(Saved entries)
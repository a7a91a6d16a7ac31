use thiserror::Error;

/// Error type for envelope encoding and decoding.
#[derive(Debug, Error)]
pub enum EnvelopeError {
    /// The text does not follow `V<version>=<types>||<payload>`.
    #[error("malformed envelope: {0}")]
    Malformed(String),

    /// No codec is known for this envelope version.
    #[error("unsupported envelope version: {0}")]
    UnsupportedVersion(u32),

    /// Bitcode payloads only decode as their exact type, so a message with
    /// supertypes cannot be sealed with it.
    #[error("{0} declares supertypes; bitcode payloads cannot be decoded as a supertype, use the json codec")]
    SupertypesNeedJson(String),

    /// None of the types in the chain is registered.
    #[error("no registered message type in chain [{}]", .0.join(", "))]
    UnknownType(Vec<String>),

    #[error("json payload error: {0}")]
    Json(#[from] serde_json::Error),

    #[error("bitcode payload error: {0}")]
    Bitcode(#[from] bitcode::Error),

    #[error("base64 payload error: {0}")]
    Base64(#[from] base64::DecodeError),
}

- What to produce:
Above are the records; retype them all without a single difference.

- Expected output:
repository a7a91a6d16a7ac31
use thiserror::Error;

/// Error type for envelope encoding and decoding.
#[derive(Debug, Error)]
pub enum EnvelopeError {
    /// The text does not follow `V<version>=<types>||<payload>`.
    #[error("malformed envelope: {0}")]
    Malformed(String),

    /// No codec is known for this envelope version.
    #[error("unsupported envelope version: {0}")]
    UnsupportedVersion(u32),

    /// Bitcode payloads only decode as their exact type, so a message with
    /// supertypes cannot be sealed with it.
    #[error("{0} declares supertypes; bitcode payloads cannot be decoded as a supertype, use the json codec")]
    SupertypesNeedJson(String),

    /// None of the types in the chain is registered.
    #[error("no registered message type in chain [{}]", .0.join(", "))]
    UnknownType(Vec<String>),

    #[error("json payload error: {0}")]
    Json(#[from] serde_json::Error),

    #[error("bitcode payload error: {0}")]
    Bitcode(#[from] bitcode::Error),

    #[error("base64 payload error: {0}")]
    Base64(#[from] base64::DecodeError),
}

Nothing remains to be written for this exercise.